■ **About this exercise**
Every line of the data that contains the string "TraceRecord" must be copied.

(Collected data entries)

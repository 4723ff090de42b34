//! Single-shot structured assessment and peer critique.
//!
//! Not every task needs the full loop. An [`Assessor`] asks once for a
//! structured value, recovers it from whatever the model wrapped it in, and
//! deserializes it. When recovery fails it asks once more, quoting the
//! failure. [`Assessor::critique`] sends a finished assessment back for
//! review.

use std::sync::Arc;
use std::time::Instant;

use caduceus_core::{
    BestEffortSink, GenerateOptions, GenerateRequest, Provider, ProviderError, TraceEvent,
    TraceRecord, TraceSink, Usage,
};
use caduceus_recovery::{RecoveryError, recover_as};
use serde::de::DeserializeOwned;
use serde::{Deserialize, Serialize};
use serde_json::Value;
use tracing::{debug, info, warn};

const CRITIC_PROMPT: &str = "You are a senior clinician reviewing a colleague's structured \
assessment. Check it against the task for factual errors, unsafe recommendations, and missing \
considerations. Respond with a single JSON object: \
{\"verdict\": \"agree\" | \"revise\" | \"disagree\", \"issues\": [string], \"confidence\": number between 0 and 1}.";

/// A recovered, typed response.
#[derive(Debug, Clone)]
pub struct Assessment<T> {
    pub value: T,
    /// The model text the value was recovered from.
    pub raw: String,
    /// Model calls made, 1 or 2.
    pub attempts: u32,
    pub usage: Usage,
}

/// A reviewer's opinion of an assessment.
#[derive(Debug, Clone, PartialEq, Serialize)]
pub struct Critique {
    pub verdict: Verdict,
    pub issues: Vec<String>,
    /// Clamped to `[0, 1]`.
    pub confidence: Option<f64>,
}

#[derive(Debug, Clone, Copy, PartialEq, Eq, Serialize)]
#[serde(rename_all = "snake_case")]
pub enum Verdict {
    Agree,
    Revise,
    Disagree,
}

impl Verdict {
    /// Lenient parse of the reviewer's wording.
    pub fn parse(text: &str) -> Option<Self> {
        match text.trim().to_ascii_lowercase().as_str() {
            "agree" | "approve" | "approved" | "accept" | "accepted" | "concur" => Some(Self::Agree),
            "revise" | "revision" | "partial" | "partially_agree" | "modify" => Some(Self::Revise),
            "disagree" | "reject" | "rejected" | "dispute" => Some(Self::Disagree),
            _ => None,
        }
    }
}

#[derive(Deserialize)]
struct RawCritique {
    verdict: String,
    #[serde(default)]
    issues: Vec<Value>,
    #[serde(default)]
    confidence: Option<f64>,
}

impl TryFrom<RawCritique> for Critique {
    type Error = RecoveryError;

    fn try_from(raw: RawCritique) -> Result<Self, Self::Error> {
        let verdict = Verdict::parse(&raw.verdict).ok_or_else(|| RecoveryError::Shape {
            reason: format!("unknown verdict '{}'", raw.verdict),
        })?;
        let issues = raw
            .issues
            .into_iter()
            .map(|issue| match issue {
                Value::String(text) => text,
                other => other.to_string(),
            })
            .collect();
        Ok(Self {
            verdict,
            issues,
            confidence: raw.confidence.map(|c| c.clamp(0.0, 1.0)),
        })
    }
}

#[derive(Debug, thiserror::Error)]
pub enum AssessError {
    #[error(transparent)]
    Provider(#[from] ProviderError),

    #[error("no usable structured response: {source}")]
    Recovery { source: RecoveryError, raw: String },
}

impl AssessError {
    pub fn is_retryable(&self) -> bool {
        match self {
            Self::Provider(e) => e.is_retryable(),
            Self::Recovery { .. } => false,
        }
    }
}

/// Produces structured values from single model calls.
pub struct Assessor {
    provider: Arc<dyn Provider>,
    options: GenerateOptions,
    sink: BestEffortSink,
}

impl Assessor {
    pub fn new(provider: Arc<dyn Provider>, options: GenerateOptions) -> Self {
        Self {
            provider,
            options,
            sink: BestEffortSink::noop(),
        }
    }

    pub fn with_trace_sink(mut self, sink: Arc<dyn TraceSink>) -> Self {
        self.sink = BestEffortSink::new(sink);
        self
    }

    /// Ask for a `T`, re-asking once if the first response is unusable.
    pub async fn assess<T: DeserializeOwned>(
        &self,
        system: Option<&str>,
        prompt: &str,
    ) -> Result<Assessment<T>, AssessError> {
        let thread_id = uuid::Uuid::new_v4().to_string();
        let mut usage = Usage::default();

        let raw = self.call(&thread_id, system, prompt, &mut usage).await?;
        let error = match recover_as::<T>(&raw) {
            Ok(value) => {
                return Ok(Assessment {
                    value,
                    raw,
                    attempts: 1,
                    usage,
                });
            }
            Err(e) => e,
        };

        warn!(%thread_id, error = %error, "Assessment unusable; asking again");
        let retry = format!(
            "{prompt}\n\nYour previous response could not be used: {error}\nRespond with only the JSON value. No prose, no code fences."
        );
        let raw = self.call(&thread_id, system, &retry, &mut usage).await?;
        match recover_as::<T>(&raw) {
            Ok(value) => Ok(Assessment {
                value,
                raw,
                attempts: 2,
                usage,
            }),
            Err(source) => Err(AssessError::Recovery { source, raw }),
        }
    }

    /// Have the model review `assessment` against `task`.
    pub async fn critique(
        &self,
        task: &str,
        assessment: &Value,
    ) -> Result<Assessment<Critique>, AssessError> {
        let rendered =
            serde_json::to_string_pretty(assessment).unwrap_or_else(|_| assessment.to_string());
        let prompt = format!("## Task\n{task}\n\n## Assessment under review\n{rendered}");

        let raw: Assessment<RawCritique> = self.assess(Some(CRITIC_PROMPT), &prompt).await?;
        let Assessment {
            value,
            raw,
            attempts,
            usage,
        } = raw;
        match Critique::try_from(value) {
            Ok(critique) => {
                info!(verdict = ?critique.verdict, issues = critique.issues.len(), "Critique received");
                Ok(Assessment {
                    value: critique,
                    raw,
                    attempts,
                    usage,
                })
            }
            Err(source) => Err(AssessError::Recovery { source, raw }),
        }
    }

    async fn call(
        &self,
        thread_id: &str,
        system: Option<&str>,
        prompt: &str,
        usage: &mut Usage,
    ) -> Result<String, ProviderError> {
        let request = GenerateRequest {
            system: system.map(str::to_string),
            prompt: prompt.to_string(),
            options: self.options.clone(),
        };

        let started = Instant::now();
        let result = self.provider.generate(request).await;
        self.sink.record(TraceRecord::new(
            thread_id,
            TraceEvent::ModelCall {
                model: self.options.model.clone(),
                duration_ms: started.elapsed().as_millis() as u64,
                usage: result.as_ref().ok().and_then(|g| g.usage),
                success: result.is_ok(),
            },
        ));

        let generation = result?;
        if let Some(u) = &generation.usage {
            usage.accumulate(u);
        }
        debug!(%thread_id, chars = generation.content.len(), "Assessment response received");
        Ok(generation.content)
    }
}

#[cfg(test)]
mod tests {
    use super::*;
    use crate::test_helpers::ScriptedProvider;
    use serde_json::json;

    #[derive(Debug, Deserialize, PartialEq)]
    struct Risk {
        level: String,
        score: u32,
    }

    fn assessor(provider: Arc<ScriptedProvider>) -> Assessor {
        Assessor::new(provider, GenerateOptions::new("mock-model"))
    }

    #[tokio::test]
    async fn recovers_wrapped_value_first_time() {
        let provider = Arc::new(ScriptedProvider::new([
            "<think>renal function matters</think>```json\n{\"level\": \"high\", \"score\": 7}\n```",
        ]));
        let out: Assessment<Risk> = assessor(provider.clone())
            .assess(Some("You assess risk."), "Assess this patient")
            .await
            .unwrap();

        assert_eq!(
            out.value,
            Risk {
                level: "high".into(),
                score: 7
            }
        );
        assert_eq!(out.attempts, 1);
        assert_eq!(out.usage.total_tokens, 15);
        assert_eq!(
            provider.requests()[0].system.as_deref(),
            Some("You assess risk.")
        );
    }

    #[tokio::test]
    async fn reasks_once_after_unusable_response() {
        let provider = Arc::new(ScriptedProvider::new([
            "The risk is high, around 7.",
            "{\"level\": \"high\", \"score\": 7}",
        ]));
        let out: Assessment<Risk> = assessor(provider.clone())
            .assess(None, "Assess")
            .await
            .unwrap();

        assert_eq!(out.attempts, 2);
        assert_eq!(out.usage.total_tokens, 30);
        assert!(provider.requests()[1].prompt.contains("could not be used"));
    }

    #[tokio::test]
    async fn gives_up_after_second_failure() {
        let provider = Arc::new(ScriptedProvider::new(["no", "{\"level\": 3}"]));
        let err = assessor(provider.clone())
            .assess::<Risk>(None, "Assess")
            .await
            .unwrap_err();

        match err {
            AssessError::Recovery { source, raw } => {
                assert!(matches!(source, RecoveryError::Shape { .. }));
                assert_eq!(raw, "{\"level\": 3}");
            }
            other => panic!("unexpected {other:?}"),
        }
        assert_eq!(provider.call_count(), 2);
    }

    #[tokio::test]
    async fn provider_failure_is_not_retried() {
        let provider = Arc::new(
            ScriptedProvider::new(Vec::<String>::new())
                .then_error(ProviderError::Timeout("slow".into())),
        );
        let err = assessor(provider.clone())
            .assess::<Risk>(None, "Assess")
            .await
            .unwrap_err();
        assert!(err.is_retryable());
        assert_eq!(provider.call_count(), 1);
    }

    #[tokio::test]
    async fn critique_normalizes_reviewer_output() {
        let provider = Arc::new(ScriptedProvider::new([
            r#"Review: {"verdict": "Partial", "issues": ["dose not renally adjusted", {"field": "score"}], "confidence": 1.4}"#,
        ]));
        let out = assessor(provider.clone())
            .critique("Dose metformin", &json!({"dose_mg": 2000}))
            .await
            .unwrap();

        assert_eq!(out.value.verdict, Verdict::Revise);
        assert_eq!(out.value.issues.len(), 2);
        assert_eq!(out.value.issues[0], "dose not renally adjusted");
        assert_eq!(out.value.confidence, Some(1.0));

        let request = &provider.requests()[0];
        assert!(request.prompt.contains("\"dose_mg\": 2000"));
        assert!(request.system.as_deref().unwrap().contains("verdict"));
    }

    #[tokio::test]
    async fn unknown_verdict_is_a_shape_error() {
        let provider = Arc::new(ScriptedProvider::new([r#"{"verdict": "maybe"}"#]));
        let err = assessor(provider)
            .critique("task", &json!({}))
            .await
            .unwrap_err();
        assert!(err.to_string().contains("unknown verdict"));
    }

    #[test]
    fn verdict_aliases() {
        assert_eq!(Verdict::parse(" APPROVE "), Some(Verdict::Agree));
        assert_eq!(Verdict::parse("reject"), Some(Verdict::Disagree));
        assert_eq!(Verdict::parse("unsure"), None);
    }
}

■ **Response to this exercise**
    TraceRecord, TraceSink, Usage,
        self.sink.record(TraceRecord::new(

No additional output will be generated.